Usada para curar o órgão atingido ou complementar cirurgia ou radioterapia, o oncologista lança mão da quimioterpia para atingir e destruir células malignas. A quimioterapia é administrada em intervalos, ou ciclos, seguidos de período de repouso dada a toxidez dos medicamentos no corpo. Cada sessão quimioterápica pode durar de alguns minutos a várias horas e até dias, de acordo com o tipo de câncer em tratamento, medicamentos utilizados e reação do organismo do paciente. Existem diversos tipos de medicamentos, geralmente usados em combinações para ampliar a eficácia e tolerância.

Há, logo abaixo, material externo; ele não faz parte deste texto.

//! Drives playback of one audio resource at a time.
//!
//! `PlayerController` owns the Idle/Playing/Paused state machine; the
//! `PlaybackDriver` seam hides the songbird call so the state machine stays
//! testable. The Idle transition reported by `acknowledge_finished` is the
//! sole trigger for dequeuing the next track.

use std::sync::{Arc, Mutex as StdMutex, Weak};

use serenity::async_trait;
use serenity::prelude::Mutex as SerenityMutex;
use songbird::tracks::TrackHandle;
use songbird::{Call, Event, TrackEvent};
use tracing::{debug, error};

use super::event_handlers::{TrackEndNotifier, TrackErrorNotifier};
use super::session_manager::{MusicError, MusicResult, Session};
use crate::commands::music::audio_sources::track_metadata::Track;

/// Playback states of the audio player.
#[derive(Debug, Clone, Copy, PartialEq, Eq)]
pub enum PlayerState {
    Idle,
    Playing,
    Paused,
}

/// The seam between the player state machine and the actual audio pipeline.
#[cfg_attr(test, mockall::automock)]
#[async_trait]
pub trait PlaybackDriver: Send + Sync {
    /// Create and start the streamable resource for a track.
    async fn begin(&self, track: &Track) -> MusicResult<()>;
    async fn pause(&self) -> MusicResult<()>;
    async fn resume(&self) -> MusicResult<()>;
    /// Stop the current resource. The resulting track-end event flows back
    /// through the session as the natural Idle transition.
    async fn stop(&self) -> MusicResult<()>;
}

/// Production driver playing through the session's songbird `Call`.
pub struct SongbirdDriver {
    call: Arc<SerenityMutex<Call>>,
    http: reqwest::Client,
    session: Weak<Session>,
    current: StdMutex<Option<TrackHandle>>,
}

impl SongbirdDriver {
    pub fn new(call: Arc<SerenityMutex<Call>>, http: reqwest::Client, session: Weak<Session>) -> Self {
        Self {
            call,
            http,
            session,
            current: StdMutex::new(None),
        }
    }

    fn handle(&self) -> MusicResult<TrackHandle> {
        self.current
            .lock()
            .expect("track handle lock poisoned")
            .clone()
            .ok_or(MusicError::NoQueue)
    }
}

#[async_trait]
impl PlaybackDriver for SongbirdDriver {
    async fn begin(&self, track: &Track) -> MusicResult<()> {
        let input = track.create_audio_resource(&self.http)?;

        let handle = {
            let mut call = self.call.lock().await;
            call.play_input(input)
        };

        handle
            .add_event(
                Event::Track(TrackEvent::End),
                TrackEndNotifier {
                    session: self.session.clone(),
                },
            )
            .map_err(|e| MusicError::PlaybackError(format!("Failed to attach track event: {e}")))?;
        handle
            .add_event(
                Event::Track(TrackEvent::Error),
                TrackErrorNotifier {
                    session: self.session.clone(),
                    title: track.metadata.title.clone(),
                },
            )
            .map_err(|e| MusicError::PlaybackError(format!("Failed to attach track event: {e}")))?;

        *self.current.lock().expect("track handle lock poisoned") = Some(handle);
        Ok(())
    }

    async fn pause(&self) -> MusicResult<()> {
        self.handle()?
            .pause()
            .map_err(|e| MusicError::PlaybackError(format!("Failed to pause track: {e}")))
    }

    async fn resume(&self) -> MusicResult<()> {
        self.handle()?
            .play()
            .map_err(|e| MusicError::PlaybackError(format!("Failed to resume track: {e}")))
    }

    async fn stop(&self) -> MusicResult<()> {
        self.handle()?
            .stop()
            .map_err(|e| MusicError::PlaybackError(format!("Failed to stop track: {e}")))
    }
}

/// The audio player state machine. Exclusively owned by its session and
/// mutated only inside the session's command lane.
pub struct PlayerController {
    state: PlayerState,
    current: Option<Track>,
    driver: Arc<dyn PlaybackDriver>,
}

impl PlayerController {
    pub fn new(driver: Arc<dyn PlaybackDriver>) -> Self {
        Self {
            state: PlayerState::Idle,
            current: None,
            driver,
        }
    }

    pub fn state(&self) -> PlayerState {
        self.state
    }

    pub fn current(&self) -> Option<&Track> {
        self.current.as_ref()
    }

    pub fn has_current(&self) -> bool {
        self.current.is_some()
    }

    /// Start a track. Only legal from `Idle`; a driver failure leaves the
    /// player `Idle` with no current track so the caller can advance.
    pub async fn begin(&mut self, track: Track) -> MusicResult<()> {
        if self.state != PlayerState::Idle {
            return Err(MusicError::PlaybackError(
                "player is not idle".to_string(),
            ));
        }

        self.driver.begin(&track).await?;
        debug!("Now playing: {}", track.metadata.title);
        self.state = PlayerState::Playing;
        self.current = Some(track);
        Ok(())
    }

    /// Pause the current resource. Returns `false` when nothing was playing.
    pub async fn pause(&mut self) -> MusicResult<bool> {
        if self.state != PlayerState::Playing {
            return Ok(false);
        }
        self.driver.pause().await?;
        self.state = PlayerState::Paused;
        Ok(true)
    }

    /// Resume a paused resource. Returns `false` when nothing was paused.
    pub async fn resume(&mut self) -> MusicResult<bool> {
        if self.state != PlayerState::Paused {
            return Ok(false);
        }
        self.driver.resume().await?;
        self.state = PlayerState::Playing;
        Ok(true)
    }

    /// Stop the current resource; the Idle transition arrives through the
    /// driver's track-end event. Returns `false` when nothing was active.
    pub async fn stop_current(&mut self) -> bool {
        if self.current.is_none() {
            return false;
        }
        if let Err(e) = self.driver.stop().await {
            error!("Failed to stop current track: {}", e);
        }
        true
    }

    /// The Idle transition: called when the driver reports the previous
    /// track finished. Returns the finished track.
    pub fn acknowledge_finished(&mut self) -> Option<Track> {
        self.state = PlayerState::Idle;
        self.current.take()
    }

    /// Hard reset used during session teardown.
    pub fn force_idle(&mut self) {
        self.state = PlayerState::Idle;
        self.current = None;
    }
}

Efeitos colaterais estão presentes na maioria dos casos porque os medicamentos são bastante ativos, agem nas células doentes mas também atigem células sãs do cabelo, pele, medula óssea e mucosa bucal, causando perda de cabelo, problemas bucais e gastrointestinais e alteração da composição sanguínea, como baixa taxa de glóbulos e plaquetas. Exames periódicos garantem tratamento correto. Cansaço é o sintoma mais constante durante a doença, decorre dos medicamentos e procedimentos e desaparece gradualmente, uma alimentação energética contribui para o restabelecimento do paciente. Náuseas e vômitos são os efeitos mais comuns aos pacientes e existem medidas para bloquear tais efeitos, como administração de medicamentos antieméticos antes da sessão quimioterápica propriamente dita. Diarréia e prisão de ventre podem acompanhar o paciente durante o tratamento. Cabe ao paciente relatar quaisquer efeitos colaterais ao oncologista, e seguir recomendações alimentares prescritas pelo médico ou nutricionista.